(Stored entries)
══════

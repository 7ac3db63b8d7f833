//! Layered configuration for the `train` and `score` commands: built-in defaults, an
//! optional TOML file, `--set KEY=VALUE` overrides and dedicated flags, in increasing order
//! of precedence.

mod builder;
mod defaults;
mod file;

pub use builder::{build_score_config, build_train_config};
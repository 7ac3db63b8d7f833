//! # Engine Module
//!
//! The orchestration layer between the stateless [`crate::core`] and the public
//! [`crate::workflows`].
//!
//! ## Architecture
//!
//! - **Configuration** ([`config`]) - Immutable run settings for training and scoring, built
//!   through validating builders
//! - **Corpus Discovery** ([`corpus`]) - Finding structure files in a directory
//! - **Tasks** ([`tasks`]) - Histogram accumulation and structure scoring, parallel over
//!   structures when the `parallel` feature is enabled
//! - **Progress Monitoring** ([`progress`]) - Callback-based progress events for front ends
//! - **Error Handling** ([`error`]) - The engine error type every workflow returns
//!
//! Model parameters travel inside the configuration values; nothing in this layer holds
//! global state, so runs with different parameters can proceed side by side.

pub mod config;
pub mod corpus;
pub mod error;
pub mod progress;
pub mod tasks;
use rnapot::core::io::scores::StructureScore;
use std::fmt::Write;

const MODEL_HEADER: &str = "MODEL";
const SCORE_HEADER: &str = "SCORE";

/// Formats scores as a two-column console table, one structure per line.
pub fn format_score_table(scores: &[StructureScore]) -> String {
    let name_width = scores
        .iter()
        .map(|s| s.structure.chars().count())
        .chain(std::iter::once(MODEL_HEADER.len()))
        .max()
        .unwrap_or(MODEL_HEADER.len());

    let mut out = String::new();
    let _ = writeln!(out, "{:<name_width$}  {:>12}", MODEL_HEADER, SCORE_HEADER);
    for score in scores {
        let _ = writeln!(out, "{:<name_width$}  {:>12.4}", score.structure, score.score);
    }
    out
}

══════

■ PROMPT: Look for the word "scores" in every line of the records. State how many lines contain it, and write only the number.

■ YOUR SOLUTION: 5